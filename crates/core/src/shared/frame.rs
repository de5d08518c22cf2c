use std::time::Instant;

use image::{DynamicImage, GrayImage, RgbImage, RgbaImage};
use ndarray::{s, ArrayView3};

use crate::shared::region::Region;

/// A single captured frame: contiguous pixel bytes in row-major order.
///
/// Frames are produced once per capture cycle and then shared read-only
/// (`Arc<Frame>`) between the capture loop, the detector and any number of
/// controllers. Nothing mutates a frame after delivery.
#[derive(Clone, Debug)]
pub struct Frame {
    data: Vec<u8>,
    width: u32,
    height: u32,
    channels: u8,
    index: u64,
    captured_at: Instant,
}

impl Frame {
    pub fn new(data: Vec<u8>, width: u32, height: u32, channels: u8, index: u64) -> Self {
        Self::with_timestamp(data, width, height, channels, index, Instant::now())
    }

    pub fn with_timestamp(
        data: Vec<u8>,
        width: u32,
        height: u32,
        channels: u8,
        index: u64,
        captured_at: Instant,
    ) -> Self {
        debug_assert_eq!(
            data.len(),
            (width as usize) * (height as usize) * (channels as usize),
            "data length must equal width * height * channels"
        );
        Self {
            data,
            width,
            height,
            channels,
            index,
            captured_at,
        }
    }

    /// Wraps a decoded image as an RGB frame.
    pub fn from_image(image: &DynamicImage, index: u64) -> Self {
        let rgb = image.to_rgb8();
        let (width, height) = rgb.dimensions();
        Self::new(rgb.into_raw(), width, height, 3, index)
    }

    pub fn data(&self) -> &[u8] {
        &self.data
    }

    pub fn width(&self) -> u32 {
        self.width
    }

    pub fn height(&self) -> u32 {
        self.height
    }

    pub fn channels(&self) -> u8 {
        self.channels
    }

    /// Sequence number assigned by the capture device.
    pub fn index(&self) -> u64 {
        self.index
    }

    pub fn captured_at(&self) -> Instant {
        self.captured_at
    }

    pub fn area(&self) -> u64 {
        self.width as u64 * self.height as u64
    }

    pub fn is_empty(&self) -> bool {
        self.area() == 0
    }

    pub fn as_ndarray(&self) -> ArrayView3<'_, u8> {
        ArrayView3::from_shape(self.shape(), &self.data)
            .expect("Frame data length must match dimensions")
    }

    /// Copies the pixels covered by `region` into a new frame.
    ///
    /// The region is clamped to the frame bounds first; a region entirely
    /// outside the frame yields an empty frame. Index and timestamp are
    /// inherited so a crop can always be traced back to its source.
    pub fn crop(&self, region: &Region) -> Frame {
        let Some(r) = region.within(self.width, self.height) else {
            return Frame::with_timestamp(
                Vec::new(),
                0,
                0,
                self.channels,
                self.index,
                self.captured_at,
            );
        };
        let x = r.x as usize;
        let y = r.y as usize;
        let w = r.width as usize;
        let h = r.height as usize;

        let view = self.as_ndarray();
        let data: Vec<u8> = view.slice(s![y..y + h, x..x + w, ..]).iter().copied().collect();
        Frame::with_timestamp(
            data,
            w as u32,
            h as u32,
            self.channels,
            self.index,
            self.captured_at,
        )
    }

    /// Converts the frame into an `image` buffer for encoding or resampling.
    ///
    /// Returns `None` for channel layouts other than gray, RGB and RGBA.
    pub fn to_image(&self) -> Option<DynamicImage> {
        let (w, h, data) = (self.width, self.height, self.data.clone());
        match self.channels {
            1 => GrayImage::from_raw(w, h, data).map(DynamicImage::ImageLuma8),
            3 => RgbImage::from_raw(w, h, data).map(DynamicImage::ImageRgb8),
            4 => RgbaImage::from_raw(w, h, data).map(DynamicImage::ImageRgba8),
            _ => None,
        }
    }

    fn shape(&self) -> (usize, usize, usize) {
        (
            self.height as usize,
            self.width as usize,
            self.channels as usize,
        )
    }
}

====

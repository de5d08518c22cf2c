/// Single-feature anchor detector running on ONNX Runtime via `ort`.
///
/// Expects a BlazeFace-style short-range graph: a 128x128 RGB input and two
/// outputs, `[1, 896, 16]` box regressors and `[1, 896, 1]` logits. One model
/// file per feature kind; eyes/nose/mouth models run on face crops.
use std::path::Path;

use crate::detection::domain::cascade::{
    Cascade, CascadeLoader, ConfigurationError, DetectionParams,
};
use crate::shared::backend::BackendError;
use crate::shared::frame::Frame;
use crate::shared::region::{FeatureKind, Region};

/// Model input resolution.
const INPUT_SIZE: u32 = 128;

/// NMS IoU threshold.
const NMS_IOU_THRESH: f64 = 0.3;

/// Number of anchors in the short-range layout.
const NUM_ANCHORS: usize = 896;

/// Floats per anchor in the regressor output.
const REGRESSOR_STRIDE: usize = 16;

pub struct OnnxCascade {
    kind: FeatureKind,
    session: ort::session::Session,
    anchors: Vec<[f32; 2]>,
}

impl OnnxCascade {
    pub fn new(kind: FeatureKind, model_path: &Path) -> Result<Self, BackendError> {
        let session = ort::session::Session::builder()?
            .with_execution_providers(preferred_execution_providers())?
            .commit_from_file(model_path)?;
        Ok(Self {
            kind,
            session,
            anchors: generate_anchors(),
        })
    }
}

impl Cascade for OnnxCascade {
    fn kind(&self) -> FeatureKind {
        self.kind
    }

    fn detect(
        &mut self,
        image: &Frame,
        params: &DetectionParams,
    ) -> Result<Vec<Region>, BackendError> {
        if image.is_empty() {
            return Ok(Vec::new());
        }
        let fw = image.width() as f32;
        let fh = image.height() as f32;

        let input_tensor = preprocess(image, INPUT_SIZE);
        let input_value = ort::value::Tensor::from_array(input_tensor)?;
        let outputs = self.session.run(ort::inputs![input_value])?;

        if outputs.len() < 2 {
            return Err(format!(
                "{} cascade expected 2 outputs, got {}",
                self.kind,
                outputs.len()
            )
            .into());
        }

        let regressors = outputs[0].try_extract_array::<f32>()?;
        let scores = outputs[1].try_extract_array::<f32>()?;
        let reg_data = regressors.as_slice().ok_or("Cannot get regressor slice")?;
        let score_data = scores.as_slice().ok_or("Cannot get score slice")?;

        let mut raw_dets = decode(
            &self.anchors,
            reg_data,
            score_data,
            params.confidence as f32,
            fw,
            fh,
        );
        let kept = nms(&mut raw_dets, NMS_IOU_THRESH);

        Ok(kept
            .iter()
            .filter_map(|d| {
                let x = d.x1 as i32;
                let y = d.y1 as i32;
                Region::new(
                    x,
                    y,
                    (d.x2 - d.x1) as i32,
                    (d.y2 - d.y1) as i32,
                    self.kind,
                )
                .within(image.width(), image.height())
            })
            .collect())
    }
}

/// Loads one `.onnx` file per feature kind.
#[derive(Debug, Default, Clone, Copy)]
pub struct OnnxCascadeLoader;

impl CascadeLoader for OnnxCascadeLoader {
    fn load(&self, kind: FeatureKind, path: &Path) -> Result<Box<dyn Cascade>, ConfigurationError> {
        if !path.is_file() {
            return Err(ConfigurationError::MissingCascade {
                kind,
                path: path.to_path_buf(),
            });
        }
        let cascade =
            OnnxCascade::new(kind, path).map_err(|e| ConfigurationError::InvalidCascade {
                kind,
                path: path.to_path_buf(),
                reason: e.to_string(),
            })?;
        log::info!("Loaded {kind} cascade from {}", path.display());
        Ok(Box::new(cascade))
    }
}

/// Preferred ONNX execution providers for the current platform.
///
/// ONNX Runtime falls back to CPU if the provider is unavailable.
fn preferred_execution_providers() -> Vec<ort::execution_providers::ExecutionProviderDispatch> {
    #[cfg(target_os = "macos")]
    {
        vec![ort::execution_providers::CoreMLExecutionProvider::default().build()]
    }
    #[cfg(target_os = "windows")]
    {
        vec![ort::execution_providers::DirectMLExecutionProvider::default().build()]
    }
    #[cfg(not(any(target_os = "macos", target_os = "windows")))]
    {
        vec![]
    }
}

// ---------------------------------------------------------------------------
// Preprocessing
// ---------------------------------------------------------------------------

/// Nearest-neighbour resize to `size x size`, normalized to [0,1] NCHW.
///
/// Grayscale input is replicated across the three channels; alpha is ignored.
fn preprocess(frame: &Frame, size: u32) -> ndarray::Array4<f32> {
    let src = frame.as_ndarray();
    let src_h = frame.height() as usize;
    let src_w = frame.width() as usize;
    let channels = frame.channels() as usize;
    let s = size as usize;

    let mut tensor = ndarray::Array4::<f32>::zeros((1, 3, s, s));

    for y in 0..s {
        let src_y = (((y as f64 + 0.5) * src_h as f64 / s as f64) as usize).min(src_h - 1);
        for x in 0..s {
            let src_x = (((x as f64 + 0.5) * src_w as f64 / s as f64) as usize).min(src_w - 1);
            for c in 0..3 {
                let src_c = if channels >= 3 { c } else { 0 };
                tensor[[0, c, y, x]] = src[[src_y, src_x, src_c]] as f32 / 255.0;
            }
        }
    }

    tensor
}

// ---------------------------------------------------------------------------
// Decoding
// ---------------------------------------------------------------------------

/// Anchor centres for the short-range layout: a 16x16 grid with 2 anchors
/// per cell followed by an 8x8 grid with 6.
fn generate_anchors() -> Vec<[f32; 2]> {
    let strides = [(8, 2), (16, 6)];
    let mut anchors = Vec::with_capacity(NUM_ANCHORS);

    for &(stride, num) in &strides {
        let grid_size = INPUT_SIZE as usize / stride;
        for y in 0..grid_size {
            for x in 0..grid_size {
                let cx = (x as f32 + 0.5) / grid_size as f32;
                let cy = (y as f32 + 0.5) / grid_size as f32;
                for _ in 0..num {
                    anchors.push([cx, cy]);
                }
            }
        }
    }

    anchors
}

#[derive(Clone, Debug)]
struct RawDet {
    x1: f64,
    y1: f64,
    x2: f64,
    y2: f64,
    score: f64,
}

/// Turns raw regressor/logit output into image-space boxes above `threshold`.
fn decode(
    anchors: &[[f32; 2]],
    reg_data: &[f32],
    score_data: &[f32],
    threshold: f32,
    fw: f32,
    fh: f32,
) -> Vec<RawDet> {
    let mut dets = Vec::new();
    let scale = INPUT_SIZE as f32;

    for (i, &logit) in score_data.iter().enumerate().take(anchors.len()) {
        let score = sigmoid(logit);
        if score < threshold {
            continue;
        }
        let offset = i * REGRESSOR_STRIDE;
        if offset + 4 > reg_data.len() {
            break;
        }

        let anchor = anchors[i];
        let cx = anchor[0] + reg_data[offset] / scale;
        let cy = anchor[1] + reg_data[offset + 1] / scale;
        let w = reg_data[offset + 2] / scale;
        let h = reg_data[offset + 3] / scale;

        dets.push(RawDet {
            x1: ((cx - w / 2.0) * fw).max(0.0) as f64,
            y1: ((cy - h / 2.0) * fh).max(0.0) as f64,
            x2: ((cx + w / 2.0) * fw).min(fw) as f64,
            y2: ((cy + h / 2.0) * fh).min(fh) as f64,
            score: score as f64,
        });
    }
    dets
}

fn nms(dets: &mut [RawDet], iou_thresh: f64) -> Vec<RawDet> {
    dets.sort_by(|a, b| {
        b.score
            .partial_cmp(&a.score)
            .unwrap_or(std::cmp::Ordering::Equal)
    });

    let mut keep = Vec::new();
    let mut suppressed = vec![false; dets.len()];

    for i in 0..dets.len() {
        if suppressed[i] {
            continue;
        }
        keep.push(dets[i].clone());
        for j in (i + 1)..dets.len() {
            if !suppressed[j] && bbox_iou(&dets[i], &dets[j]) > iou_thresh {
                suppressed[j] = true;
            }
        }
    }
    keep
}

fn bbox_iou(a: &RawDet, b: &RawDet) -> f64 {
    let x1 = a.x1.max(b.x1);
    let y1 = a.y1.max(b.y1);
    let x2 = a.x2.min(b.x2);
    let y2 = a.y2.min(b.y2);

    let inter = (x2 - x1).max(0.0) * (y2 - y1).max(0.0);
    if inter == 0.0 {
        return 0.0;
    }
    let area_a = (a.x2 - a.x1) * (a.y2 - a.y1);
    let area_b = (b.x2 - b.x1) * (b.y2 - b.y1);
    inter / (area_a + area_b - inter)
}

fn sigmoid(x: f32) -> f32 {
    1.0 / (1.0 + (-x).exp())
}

====

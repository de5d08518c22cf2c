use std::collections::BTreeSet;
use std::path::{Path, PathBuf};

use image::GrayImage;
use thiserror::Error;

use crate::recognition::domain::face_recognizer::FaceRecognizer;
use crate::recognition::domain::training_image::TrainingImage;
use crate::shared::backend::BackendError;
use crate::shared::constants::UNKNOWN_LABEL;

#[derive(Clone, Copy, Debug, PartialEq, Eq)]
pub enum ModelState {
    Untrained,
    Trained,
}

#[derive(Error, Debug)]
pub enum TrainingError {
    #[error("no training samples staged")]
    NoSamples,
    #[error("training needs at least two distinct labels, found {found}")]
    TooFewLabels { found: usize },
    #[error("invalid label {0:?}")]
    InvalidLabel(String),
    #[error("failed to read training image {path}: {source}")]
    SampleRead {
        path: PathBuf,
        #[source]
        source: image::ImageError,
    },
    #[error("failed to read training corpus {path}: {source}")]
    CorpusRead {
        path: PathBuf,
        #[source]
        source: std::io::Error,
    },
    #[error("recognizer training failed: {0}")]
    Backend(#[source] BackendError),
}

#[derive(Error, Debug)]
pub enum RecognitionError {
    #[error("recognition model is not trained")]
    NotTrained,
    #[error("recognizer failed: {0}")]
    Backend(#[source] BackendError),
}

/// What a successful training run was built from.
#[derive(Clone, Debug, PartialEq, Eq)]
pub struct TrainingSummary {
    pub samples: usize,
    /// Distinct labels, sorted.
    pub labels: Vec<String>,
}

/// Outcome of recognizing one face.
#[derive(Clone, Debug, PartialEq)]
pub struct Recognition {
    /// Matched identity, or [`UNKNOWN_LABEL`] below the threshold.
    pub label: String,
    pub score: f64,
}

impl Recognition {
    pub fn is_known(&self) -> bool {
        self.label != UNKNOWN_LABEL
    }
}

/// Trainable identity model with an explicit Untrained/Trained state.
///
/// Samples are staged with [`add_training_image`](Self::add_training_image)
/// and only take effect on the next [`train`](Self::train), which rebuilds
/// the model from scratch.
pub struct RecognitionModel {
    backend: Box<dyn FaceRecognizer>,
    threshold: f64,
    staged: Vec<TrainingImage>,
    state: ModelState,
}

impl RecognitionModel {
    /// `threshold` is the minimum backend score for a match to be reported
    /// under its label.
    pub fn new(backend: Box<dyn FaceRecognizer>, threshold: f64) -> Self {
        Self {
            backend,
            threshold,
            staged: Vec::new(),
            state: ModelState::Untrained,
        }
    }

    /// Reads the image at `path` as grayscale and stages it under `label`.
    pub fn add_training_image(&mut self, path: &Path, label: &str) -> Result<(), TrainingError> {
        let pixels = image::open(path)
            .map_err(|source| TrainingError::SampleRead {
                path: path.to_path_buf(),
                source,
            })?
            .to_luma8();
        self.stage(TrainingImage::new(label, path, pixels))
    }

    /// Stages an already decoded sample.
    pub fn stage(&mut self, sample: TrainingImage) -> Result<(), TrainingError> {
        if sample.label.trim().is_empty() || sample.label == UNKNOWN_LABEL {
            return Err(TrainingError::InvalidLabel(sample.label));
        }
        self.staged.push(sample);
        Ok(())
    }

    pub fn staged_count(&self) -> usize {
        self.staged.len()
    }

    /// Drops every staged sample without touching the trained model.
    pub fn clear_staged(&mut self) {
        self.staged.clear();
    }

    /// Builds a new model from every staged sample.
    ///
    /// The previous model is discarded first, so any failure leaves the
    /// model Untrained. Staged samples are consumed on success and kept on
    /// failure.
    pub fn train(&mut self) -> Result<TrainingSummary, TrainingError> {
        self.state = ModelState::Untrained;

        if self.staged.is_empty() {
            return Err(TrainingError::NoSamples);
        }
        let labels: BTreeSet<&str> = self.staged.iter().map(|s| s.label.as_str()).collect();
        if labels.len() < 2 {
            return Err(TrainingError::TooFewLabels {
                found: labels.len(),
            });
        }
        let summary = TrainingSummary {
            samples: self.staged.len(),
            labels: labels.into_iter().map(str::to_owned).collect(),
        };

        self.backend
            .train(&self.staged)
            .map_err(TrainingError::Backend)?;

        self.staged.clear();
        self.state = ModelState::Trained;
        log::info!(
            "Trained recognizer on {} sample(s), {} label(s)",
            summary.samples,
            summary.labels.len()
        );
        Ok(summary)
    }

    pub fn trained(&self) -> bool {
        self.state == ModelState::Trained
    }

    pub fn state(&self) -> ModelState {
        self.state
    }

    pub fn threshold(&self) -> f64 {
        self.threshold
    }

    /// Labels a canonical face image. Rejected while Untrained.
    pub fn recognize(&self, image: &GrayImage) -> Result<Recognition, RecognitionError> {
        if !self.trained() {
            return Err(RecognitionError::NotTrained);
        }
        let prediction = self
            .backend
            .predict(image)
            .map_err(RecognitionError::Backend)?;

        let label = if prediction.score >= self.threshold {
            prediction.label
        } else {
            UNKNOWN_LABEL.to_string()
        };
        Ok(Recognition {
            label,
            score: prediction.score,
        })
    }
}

====

[Work instruction]
Apply a filter for "BTreeSet" to the data above, then copy each line that matches.

[The completed task]
use std::collections::BTreeSet;
        let labels: BTreeSet<&str> = self.staged.iter().map(|s| s.label.as_str()).collect();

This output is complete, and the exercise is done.